_THE DATA_
────
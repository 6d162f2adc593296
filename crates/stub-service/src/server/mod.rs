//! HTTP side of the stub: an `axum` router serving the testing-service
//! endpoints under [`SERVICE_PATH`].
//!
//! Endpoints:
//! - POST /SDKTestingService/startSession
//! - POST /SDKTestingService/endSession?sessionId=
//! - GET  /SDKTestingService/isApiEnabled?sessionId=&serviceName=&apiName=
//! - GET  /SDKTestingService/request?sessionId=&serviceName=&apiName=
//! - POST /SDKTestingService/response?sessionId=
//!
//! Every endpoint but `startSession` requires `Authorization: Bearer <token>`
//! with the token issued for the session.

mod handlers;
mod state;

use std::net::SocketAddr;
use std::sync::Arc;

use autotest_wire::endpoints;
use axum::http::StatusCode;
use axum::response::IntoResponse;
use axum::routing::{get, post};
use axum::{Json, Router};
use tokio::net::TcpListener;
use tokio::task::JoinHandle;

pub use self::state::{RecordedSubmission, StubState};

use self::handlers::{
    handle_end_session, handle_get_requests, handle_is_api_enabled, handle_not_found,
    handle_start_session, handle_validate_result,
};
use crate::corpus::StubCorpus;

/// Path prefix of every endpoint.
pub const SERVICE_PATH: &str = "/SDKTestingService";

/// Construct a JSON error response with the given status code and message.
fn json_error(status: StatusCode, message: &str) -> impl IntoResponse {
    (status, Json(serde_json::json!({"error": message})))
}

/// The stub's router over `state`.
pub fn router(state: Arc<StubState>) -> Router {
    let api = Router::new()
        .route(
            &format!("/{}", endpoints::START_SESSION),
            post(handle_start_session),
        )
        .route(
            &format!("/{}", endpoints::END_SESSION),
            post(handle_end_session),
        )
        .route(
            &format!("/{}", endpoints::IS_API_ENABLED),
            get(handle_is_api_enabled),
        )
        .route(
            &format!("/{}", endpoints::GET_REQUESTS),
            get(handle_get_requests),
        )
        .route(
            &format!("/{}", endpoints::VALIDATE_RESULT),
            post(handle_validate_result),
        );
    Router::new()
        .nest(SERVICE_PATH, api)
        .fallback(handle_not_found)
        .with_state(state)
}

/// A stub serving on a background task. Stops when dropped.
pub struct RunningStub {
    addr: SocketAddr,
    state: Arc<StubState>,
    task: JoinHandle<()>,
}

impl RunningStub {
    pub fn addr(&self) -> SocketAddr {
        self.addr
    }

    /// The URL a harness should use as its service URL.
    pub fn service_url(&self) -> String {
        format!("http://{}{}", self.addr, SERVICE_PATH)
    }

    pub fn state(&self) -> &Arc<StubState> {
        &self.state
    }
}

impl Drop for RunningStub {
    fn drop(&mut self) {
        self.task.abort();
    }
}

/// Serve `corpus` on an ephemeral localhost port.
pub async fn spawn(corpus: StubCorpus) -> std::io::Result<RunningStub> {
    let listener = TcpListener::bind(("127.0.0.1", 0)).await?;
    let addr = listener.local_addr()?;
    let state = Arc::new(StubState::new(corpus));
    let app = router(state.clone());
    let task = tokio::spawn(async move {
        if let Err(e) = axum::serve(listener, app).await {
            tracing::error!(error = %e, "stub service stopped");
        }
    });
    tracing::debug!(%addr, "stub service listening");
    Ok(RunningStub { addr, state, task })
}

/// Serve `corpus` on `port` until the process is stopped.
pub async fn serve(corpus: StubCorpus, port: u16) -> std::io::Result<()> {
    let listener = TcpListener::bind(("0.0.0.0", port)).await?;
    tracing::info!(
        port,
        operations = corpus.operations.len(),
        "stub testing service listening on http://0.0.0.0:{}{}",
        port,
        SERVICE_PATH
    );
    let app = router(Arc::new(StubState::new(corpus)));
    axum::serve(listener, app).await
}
────
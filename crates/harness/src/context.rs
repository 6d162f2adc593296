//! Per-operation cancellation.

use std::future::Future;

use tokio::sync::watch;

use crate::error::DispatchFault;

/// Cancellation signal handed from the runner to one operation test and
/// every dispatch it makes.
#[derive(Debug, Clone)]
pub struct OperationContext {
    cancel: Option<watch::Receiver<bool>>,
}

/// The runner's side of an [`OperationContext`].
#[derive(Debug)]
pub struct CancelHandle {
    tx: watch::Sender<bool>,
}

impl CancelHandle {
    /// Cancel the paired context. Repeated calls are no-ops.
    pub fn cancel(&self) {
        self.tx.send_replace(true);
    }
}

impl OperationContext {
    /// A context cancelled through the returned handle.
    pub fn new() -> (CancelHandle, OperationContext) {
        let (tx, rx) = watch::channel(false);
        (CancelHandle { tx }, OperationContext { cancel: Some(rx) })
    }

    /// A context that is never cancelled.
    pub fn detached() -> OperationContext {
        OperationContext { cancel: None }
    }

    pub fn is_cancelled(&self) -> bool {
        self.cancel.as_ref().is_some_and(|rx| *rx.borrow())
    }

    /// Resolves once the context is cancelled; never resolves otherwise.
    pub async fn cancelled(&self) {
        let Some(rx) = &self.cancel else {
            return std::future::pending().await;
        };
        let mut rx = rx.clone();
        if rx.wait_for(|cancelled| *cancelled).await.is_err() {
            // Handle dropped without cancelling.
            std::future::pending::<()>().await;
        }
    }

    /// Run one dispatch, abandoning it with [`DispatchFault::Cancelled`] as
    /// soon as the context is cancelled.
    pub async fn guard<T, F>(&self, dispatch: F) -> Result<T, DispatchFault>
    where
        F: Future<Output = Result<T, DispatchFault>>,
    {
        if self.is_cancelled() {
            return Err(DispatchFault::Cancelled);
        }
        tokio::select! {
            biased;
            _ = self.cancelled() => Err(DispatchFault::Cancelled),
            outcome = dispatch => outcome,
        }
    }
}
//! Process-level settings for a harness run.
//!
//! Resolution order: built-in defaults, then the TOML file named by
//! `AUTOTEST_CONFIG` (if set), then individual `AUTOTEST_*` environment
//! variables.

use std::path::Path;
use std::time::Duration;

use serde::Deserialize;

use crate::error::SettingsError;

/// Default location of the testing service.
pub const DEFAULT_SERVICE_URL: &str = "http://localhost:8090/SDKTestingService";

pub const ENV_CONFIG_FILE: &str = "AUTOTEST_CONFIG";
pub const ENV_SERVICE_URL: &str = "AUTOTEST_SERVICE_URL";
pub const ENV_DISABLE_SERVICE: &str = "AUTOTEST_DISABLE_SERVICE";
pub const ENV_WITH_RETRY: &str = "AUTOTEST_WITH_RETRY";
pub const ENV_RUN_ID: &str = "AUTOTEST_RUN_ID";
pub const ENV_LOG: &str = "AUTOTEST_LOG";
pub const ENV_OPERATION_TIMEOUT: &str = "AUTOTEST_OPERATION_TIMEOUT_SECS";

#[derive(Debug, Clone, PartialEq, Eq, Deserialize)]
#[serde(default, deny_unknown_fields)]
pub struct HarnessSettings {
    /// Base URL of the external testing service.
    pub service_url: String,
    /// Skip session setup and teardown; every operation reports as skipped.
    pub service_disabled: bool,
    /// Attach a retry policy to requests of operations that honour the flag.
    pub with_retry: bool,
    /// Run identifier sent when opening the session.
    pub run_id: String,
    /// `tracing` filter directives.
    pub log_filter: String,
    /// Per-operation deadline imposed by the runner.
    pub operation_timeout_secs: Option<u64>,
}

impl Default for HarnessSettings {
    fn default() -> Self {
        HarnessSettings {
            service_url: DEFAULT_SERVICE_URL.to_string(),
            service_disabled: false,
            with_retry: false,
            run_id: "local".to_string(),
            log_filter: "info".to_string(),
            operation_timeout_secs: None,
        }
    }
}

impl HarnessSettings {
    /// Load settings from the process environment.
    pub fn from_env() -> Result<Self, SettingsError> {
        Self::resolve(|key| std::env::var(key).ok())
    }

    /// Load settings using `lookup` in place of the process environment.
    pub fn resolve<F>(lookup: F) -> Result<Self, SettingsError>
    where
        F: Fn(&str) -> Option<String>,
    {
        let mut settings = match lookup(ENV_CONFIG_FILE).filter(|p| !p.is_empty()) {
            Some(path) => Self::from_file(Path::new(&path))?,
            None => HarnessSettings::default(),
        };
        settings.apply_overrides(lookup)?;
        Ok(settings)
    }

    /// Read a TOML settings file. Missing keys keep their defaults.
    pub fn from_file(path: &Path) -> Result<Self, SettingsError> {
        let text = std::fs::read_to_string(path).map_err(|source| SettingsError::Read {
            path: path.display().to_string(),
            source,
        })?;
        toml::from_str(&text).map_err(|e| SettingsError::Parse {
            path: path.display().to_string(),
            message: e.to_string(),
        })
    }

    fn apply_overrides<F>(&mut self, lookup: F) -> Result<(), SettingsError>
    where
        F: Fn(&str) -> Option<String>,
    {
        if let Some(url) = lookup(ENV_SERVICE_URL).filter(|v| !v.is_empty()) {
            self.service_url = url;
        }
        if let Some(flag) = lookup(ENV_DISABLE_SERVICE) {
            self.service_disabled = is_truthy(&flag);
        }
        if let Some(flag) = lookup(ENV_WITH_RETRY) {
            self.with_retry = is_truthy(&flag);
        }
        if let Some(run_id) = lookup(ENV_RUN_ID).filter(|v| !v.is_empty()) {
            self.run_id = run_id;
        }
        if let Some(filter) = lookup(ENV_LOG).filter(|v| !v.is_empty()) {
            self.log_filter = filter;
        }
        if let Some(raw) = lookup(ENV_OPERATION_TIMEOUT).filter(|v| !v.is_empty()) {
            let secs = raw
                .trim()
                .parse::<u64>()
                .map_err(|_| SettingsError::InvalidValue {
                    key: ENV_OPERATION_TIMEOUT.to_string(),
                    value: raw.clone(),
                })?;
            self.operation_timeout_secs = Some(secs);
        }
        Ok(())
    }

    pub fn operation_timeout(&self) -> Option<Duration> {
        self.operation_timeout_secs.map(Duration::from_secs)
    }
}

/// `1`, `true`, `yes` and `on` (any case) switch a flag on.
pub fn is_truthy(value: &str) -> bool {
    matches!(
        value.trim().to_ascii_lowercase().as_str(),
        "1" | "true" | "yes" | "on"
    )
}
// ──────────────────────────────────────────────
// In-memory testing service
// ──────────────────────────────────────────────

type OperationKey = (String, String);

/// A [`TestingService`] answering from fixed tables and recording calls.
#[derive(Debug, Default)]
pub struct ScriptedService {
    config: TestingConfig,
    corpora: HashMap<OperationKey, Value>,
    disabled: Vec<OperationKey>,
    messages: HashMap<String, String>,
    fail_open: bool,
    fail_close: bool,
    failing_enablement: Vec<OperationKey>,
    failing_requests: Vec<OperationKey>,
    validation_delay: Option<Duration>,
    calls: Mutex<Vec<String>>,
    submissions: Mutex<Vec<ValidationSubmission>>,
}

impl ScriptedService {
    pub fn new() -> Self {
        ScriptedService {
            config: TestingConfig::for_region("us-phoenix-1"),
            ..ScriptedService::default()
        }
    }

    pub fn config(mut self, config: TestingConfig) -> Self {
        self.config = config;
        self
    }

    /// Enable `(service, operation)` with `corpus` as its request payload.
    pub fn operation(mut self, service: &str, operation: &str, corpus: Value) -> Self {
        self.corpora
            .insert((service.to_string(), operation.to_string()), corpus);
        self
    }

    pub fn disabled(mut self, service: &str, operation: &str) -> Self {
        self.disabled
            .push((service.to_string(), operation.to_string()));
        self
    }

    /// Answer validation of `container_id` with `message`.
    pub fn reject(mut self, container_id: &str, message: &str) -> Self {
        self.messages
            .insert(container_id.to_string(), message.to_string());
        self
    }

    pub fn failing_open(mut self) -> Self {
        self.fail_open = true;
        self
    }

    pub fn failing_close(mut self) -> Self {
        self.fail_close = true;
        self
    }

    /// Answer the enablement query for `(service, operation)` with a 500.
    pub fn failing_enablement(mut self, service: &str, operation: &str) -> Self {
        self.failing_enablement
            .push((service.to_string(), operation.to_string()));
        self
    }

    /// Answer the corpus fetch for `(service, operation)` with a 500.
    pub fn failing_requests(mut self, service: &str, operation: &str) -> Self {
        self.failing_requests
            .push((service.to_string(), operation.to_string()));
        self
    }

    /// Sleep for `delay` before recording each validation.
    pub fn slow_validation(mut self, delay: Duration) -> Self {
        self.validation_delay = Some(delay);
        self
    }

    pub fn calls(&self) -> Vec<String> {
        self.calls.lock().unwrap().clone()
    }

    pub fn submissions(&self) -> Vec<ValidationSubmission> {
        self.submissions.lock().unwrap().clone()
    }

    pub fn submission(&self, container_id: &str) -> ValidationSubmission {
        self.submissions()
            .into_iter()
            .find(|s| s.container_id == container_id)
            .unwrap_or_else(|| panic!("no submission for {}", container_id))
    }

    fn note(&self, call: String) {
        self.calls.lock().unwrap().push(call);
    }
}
────
_TASK BRIEF_
All lines in the data above from the one with "pub fn failing_close(mut" through the one with "self.failing_enablement" must be repeated exactly, and no others.

_RESULT OF THE EXERCISE_
    pub fn failing_close(mut self) -> Self {
        self.fail_close = true;
        self
    }

    /// Answer the enablement query for `(service, operation)` with a 500.
    pub fn failing_enablement(mut self, service: &str, operation: &str) -> Self {
        self.failing_enablement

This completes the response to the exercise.